Miriam Buether’s clever design puts all the action on black steps from floor to ceiling, but how versatile these steps are. Performers suddenly come out, glide seductively head first, dance with them in a contorted group (in a punchy choreography by Lynne Page). The stairs are projected onto crosses, chalked with slogans (“Gott is tot” “@Gretchen”) and symbols (the COVID virus, the inevitable penis / testicles beloved by graffiti artists around the world). At times when the plot turns to a climax, a large glass box descends for the actors to perform, like a showcase for their heightened emotions.

Catherine Cusack and Mark Lockyer embody all adults (parents, teachers), in a range of wigs and masks seemingly inspired by the portraits of Otto Dix, but the main players are the team of teenagers whose awakening – to all the growing pains of adulthood, confusions about sex and sexuality, their sense of injustice, the repression of their society et al – we follow. It’s a gifted ensemble: not just Kynaston and Okereke, with their loud, clear vocals and finely tuned acting, but each of the other 11 members of the teenage faction. Nathan Armarkwei-Laryes is particularly catchy, in the role of the gay Hanschen; and in vocal stakes, Carly-Sophia Davies impresses as an out-throated Ilse, who has dropped out of school, embraces decadence as her role model, and is certain she’s headed for the garbage heap. When the band sway like a phalanx or sing a cappella, you experience the thrill of musical theater at its best.

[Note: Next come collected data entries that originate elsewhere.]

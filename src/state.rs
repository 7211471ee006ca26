//! Process-scoped shared state
//!
//! Everything watchers share lives here and is handed out by `Arc`; there is
//! no ambient global state.

use alloy::primitives::{Address, U256};
use chrono::Utc;
use eyre::{eyre, Result, WrapErr};
use std::collections::{BTreeMap, HashMap, HashSet};
use std::hash::Hash;
use std::str::FromStr;
use std::sync::atomic::{AtomicBool, Ordering};
use std::sync::Arc;
use std::time::{Duration, Instant};
use tokio::sync::RwLock;
use tracing::error;

use crate::chain::ChainBridge;
use crate::config::{BonderConfig, ChainConfig, WatcherConfig};
use crate::db::{LedgerStore, QueryClock};
use crate::liquidity::LiquidityState;
use crate::metrics::Metrics;
use crate::notifier::Notifier;
use crate::relay::RelayStrategy;
use crate::types::ChainSlug;

/// Soft per-key "transaction in flight" marker with a TTL.
///
/// A key stays pending until released or until the TTL passes, so a slow
/// transaction is not resubmitted but a lost one is retried eventually.
#[derive(Debug)]
pub struct SentAtGuard<K> {
    sent_at: HashMap<K, Instant>,
    ttl: Duration,
}

impl<K: Eq + Hash + Copy> SentAtGuard<K> {
    pub fn new(ttl: Duration) -> Self {
        Self {
            sent_at: HashMap::new(),
            ttl,
        }
    }

    pub fn is_pending(&self, key: &K) -> bool {
        self.sent_at.get(key).is_some_and(|t| t.elapsed() < self.ttl)
    }

    /// Mark `key` as sent unless it is already pending
    pub fn try_acquire(&mut self, key: K) -> bool {
        let ttl = self.ttl;
        self.sent_at.retain(|_, t| t.elapsed() < ttl);
        if self.sent_at.contains_key(&key) {
            return false;
        }
        self.sent_at.insert(key, Instant::now());
        true
    }

    pub fn release(&mut self, key: &K) {
        self.sent_at.remove(key);
    }

    pub fn len(&self) -> usize {
        self.sent_at.len()
    }

    pub fn is_empty(&self) -> bool {
        self.sent_at.is_empty()
    }
}

#[derive(Debug, Clone, Copy, Default)]
struct ChainSyncState {
    initial_sync_complete: bool,
    last_synced_block: u64,
}

/// Per-chain sync progress shared between the sync engine and watchers
#[derive(Debug, Default)]
pub struct SyncStatus {
    chains: RwLock<HashMap<u64, ChainSyncState>>,
}

impl SyncStatus {
    pub fn new(chain_ids: impl IntoIterator<Item = u64>) -> Self {
        let chains = chain_ids
            .into_iter()
            .map(|id| (id, ChainSyncState::default()))
            .collect();
        Self {
            chains: RwLock::new(chains),
        }
    }

    pub async fn mark_synced(&self, chain_id: u64, block: u64) {
        let mut chains = self.chains.write().await;
        let entry = chains.entry(chain_id).or_default();
        entry.initial_sync_complete = true;
        entry.last_synced_block = entry.last_synced_block.max(block);
    }

    pub async fn is_synced(&self, chain_id: u64) -> bool {
        self.chains
            .read()
            .await
            .get(&chain_id)
            .is_some_and(|s| s.initial_sync_complete)
    }

    /// Every registered chain finished its first pass
    pub async fn all_synced(&self) -> bool {
        let chains = self.chains.read().await;
        !chains.is_empty() && chains.values().all(|s| s.initial_sync_complete)
    }

    pub async fn last_synced_block(&self, chain_id: u64) -> Option<u64> {
        self.chains
            .read()
            .await
            .get(&chain_id)
            .map(|s| s.last_synced_block)
    }

    pub async fn snapshot(&self) -> BTreeMap<u64, u64> {
        self.chains
            .read()
            .await
            .iter()
            .map(|(id, s)| (*id, s.last_synced_block))
            .collect()
    }
}

/// One configured chain: its client, its relay strategy and its routes
pub struct ChainContext {
    pub chain_id: u64,
    pub slug: ChainSlug,
    pub client: Arc<dyn ChainBridge>,
    pub relay: Option<Arc<dyn RelayStrategy>>,
    /// L1 messenger wrapper used to confirm this chain's roots
    pub wrapper_address: Option<Address>,
    pub vault_auto_withdraw: bool,
    pub start_block: u64,
    pub batch_blocks: u64,
    commit_thresholds: HashMap<u64, U256>,
    default_commit_threshold: U256,
}

impl ChainContext {
    pub fn new(
        config: &ChainConfig,
        client: Arc<dyn ChainBridge>,
        relay: Option<Arc<dyn RelayStrategy>>,
    ) -> Result<Self> {
        let wrapper_address = config
            .wrapper_address
            .as_deref()
            .map(Address::from_str)
            .transpose()
            .wrap_err("Invalid wrapper address")?;
        let commit_thresholds = config
            .commit_thresholds
            .iter()
            .map(|(dest, amount)| Ok((*dest, parse_amount(amount)?)))
            .collect::<Result<HashMap<_, _>>>()?;

        Ok(Self {
            chain_id: config.chain_id,
            slug: config.slug,
            client,
            relay,
            wrapper_address,
            vault_auto_withdraw: config.vault_auto_withdraw,
            start_block: config.start_block,
            batch_blocks: config.batch_blocks,
            commit_thresholds,
            default_commit_threshold: parse_amount(&config.default_commit_threshold)?,
        })
    }

    pub fn is_l1(&self) -> bool {
        self.slug.is_l1()
    }

    pub fn is_oru(&self) -> bool {
        self.slug.is_oru()
    }

    pub fn commit_threshold(&self, destination_chain_id: u64) -> U256 {
        self.commit_thresholds
            .get(&destination_chain_id)
            .copied()
            .unwrap_or(self.default_commit_threshold)
    }
}

/// Sibling lookup: every chain context by chain id
pub struct ChainRegistry {
    chains: BTreeMap<u64, Arc<ChainContext>>,
    l1_chain_id: u64,
}

impl ChainRegistry {
    pub fn new(contexts: Vec<ChainContext>) -> Result<Self> {
        let l1_chain_id = contexts
            .iter()
            .find(|c| c.is_l1())
            .map(|c| c.chain_id)
            .ok_or_else(|| eyre!("No L1 chain configured"))?;
        let chains = contexts
            .into_iter()
            .map(|c| (c.chain_id, Arc::new(c)))
            .collect();
        Ok(Self {
            chains,
            l1_chain_id,
        })
    }

    pub fn get(&self, chain_id: u64) -> Option<&Arc<ChainContext>> {
        self.chains.get(&chain_id)
    }

    pub fn l1(&self) -> &Arc<ChainContext> {
        // Constructor guarantees the L1 entry exists
        &self.chains[&self.l1_chain_id]
    }

    pub fn l1_chain_id(&self) -> u64 {
        self.l1_chain_id
    }

    pub fn is_l1(&self, chain_id: u64) -> bool {
        chain_id == self.l1_chain_id
    }

    pub fn is_oru(&self, chain_id: u64) -> bool {
        self.get(chain_id).is_some_and(|c| c.is_oru())
    }

    pub fn chain_ids(&self) -> impl Iterator<Item = u64> + '_ {
        self.chains.keys().copied()
    }

    pub fn iter(&self) -> impl Iterator<Item = &Arc<ChainContext>> {
        self.chains.values()
    }

    pub fn oru_chains(&self) -> impl Iterator<Item = &Arc<ChainContext>> {
        self.chains.values().filter(|c| c.is_oru())
    }
}

/// Bonding rules derived from [`BonderConfig`]
#[derive(Debug, Clone, Default)]
pub struct BondPolicy {
    pub rank: u32,
    pub dry_mode: bool,
    pub min_bonder_fee_bps: u32,
    pub min_bonder_fee_absolute: U256,
    pub min_bond_amount: Option<U256>,
    pub max_bond_amount: Option<U256>,
    pub blocklist: HashSet<Address>,
}

impl BondPolicy {
    pub fn from_config(config: &BonderConfig) -> Result<Self> {
        let blocklist = config
            .blocklist
            .iter()
            .map(|a| Address::from_str(a).wrap_err_with(|| format!("Invalid blocklist address {a}")))
            .collect::<Result<HashSet<_>>>()?;

        Ok(Self {
            rank: config.rank,
            dry_mode: config.dry_mode,
            min_bonder_fee_bps: config.min_bonder_fee_bps,
            min_bonder_fee_absolute: parse_amount(&config.min_bonder_fee_absolute)?,
            min_bond_amount: config.min_bond_amount.as_deref().map(parse_amount).transpose()?,
            max_bond_amount: config.max_bond_amount.as_deref().map(parse_amount).transpose()?,
            blocklist,
        })
    }

    pub fn bonder_fee_ok(&self, amount: U256, bonder_fee: U256) -> bool {
        let min_bps_fee =
            amount.saturating_mul(U256::from(self.min_bonder_fee_bps)) / U256::from(10_000u64);
        bonder_fee >= min_bps_fee && bonder_fee >= self.min_bonder_fee_absolute
    }

    pub fn is_blocked(&self, address: Option<Address>) -> bool {
        address.is_some_and(|a| self.blocklist.contains(&a))
    }

    pub fn amount_in_range(&self, amount: U256) -> bool {
        self.min_bond_amount.is_none_or(|min| amount >= min)
            && self.max_bond_amount.is_none_or(|max| amount <= max)
    }

    /// Whether a freshly sent transfer may ever be bonded
    pub fn is_bondable(
        &self,
        amount: U256,
        bonder_fee: U256,
        requests_swap: bool,
        destination_is_l1: bool,
        sender: Option<Address>,
        recipient: Address,
    ) -> bool {
        if requests_swap && destination_is_l1 {
            return false;
        }
        if !self.bonder_fee_ok(amount, bonder_fee) {
            return false;
        }
        !self.is_blocked(sender) && !self.is_blocked(Some(recipient))
    }
}

/// Parse a decimal or 0x-prefixed token amount
pub fn parse_amount(value: &str) -> Result<U256> {
    U256::from_str(value.trim()).map_err(|e| eyre!("Invalid amount {value:?}: {e}"))
}

/// Shared handles passed to every watcher and the sync engine
#[derive(Clone)]
pub struct AppState {
    pub store: Arc<dyn LedgerStore>,
    pub chains: Arc<ChainRegistry>,
    pub liquidity: Arc<LiquidityState>,
    pub sync_status: Arc<SyncStatus>,
    pub metrics: Arc<Metrics>,
    pub notifier: Arc<Notifier>,
    pub policy: Arc<BondPolicy>,
    pub timing: WatcherConfig,
    writes_disabled: Arc<AtomicBool>,
}

impl AppState {
    #[allow(clippy::too_many_arguments)]
    pub fn new(
        store: Arc<dyn LedgerStore>,
        chains: Arc<ChainRegistry>,
        liquidity: Arc<LiquidityState>,
        sync_status: Arc<SyncStatus>,
        metrics: Arc<Metrics>,
        notifier: Arc<Notifier>,
        policy: BondPolicy,
        timing: WatcherConfig,
    ) -> Self {
        Self {
            store,
            chains,
            liquidity,
            sync_status,
            metrics,
            notifier,
            policy: Arc::new(policy),
            timing,
            writes_disabled: Arc::new(AtomicBool::new(false)),
        }
    }

    pub fn clock(&self) -> QueryClock {
        QueryClock::new(Utc::now(), self.timing.tx_retry_delay())
    }

    /// Dry mode, configured or forced by a failed pre-transaction validation
    pub fn is_dry(&self) -> bool {
        self.policy.dry_mode || self.writes_disabled.load(Ordering::Relaxed)
    }

    /// Stop sending transactions for the rest of the process lifetime
    pub fn disable_writes(&self, reason: &str) {
        if !self.writes_disabled.swap(true, Ordering::Relaxed) {
            error!(reason, "Pre-transaction validation failed, turning off writes");
        }
    }

    pub fn chain(&self, chain_id: u64) -> Option<&Arc<ChainContext>> {
        self.chains.get(chain_id)
    }
}

#[cfg(test)]
mod tests {
    use super::*;

    #[test]
    fn test_sent_at_guard_blocks_until_released() {
        let mut guard = SentAtGuard::new(Duration::from_secs(60));
        assert!(guard.try_acquire((10u64, 1u64)));
        assert!(guard.is_pending(&(10, 1)));
        assert!(!guard.try_acquire((10, 1)));
        assert!(guard.try_acquire((10, 42161)));

        guard.release(&(10, 1));
        assert!(!guard.is_pending(&(10, 1)));
        assert!(guard.try_acquire((10, 1)));
        assert_eq!(guard.len(), 2);
    }

    #[test]
    fn test_sent_at_guard_expires() {
        let mut guard = SentAtGuard::new(Duration::ZERO);
        assert!(guard.try_acquire(1u64));
        assert!(!guard.is_pending(&1));
        assert!(guard.try_acquire(1));
    }

    #[tokio::test]
    async fn test_sync_status() {
        let status = SyncStatus::new([1, 10]);
        assert!(!status.all_synced().await);

        status.mark_synced(1, 100).await;
        assert!(status.is_synced(1).await);
        assert!(!status.all_synced().await);

        status.mark_synced(10, 50).await;
        status.mark_synced(10, 40).await;
        assert!(status.all_synced().await);
        assert_eq!(status.last_synced_block(10).await, Some(50));
    }

    #[test]
    fn test_bonder_fee_ok() {
        let policy = BondPolicy {
            min_bonder_fee_bps: 18,
            min_bonder_fee_absolute: U256::from(100u64),
            ..Default::default()
        };
        // 0.18% of 1_000_000 = 1_800
        assert!(policy.bonder_fee_ok(U256::from(1_000_000u64), U256::from(1_800u64)));
        assert!(!policy.bonder_fee_ok(U256::from(1_000_000u64), U256::from(1_799u64)));
        // absolute floor dominates for small amounts
        assert!(!policy.bonder_fee_ok(U256::from(1_000u64), U256::from(99u64)));
    }

    #[test]
    fn test_is_bondable_rules() {
        let blocked = Address::repeat_byte(0xbb);
        let policy = BondPolicy {
            blocklist: [blocked].into_iter().collect(),
            ..Default::default()
        };
        let amount = U256::from(1_000u64);
        let fee = U256::from(10u64);
        let recipient = Address::repeat_byte(1);

        assert!(policy.is_bondable(amount, fee, false, true, None, recipient));
        assert!(policy.is_bondable(amount, fee, true, false, None, recipient));
        assert!(!policy.is_bondable(amount, fee, true, true, None, recipient));
        assert!(!policy.is_bondable(amount, fee, false, false, Some(blocked), recipient));
        assert!(!policy.is_bondable(amount, fee, false, false, None, blocked));
    }

    #[test]
    fn test_amount_in_range() {
        let policy = BondPolicy {
            min_bond_amount: Some(U256::from(10u64)),
            max_bond_amount: Some(U256::from(100u64)),
            ..Default::default()
        };
        assert!(!policy.amount_in_range(U256::from(9u64)));
        assert!(policy.amount_in_range(U256::from(10u64)));
        assert!(policy.amount_in_range(U256::from(100u64)));
        assert!(!policy.amount_in_range(U256::from(101u64)));
    }

    #[test]
    fn test_parse_amount() {
        assert_eq!(parse_amount("1000").unwrap(), U256::from(1000u64));
        assert_eq!(parse_amount("0x10").unwrap(), U256::from(16u64));
        assert!(parse_amount("ten").is_err());
    }
}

It’s easy to dismiss the characters’ teenage angst as from another, less enlightened era – but worrying about your exam scores or your sexuality is a lifelong one. And then you think of the young people who recently protested the failure of older generations to stop climate change, the teenagers who stood up for their rights against Islamist terrorists, the American high school kids who demonstrated for gun control, and you realize that some things rarely change. Melchior may come across as an asshole, but his position isn’t just a teenage rebellion, nor that of Greta Thunberg; and Moritz is the kind of teenager who always breaks parents’ hearts. It’s a production that is definitely worth seeing, so let’s pray that it can stay open during the latest wave of infections.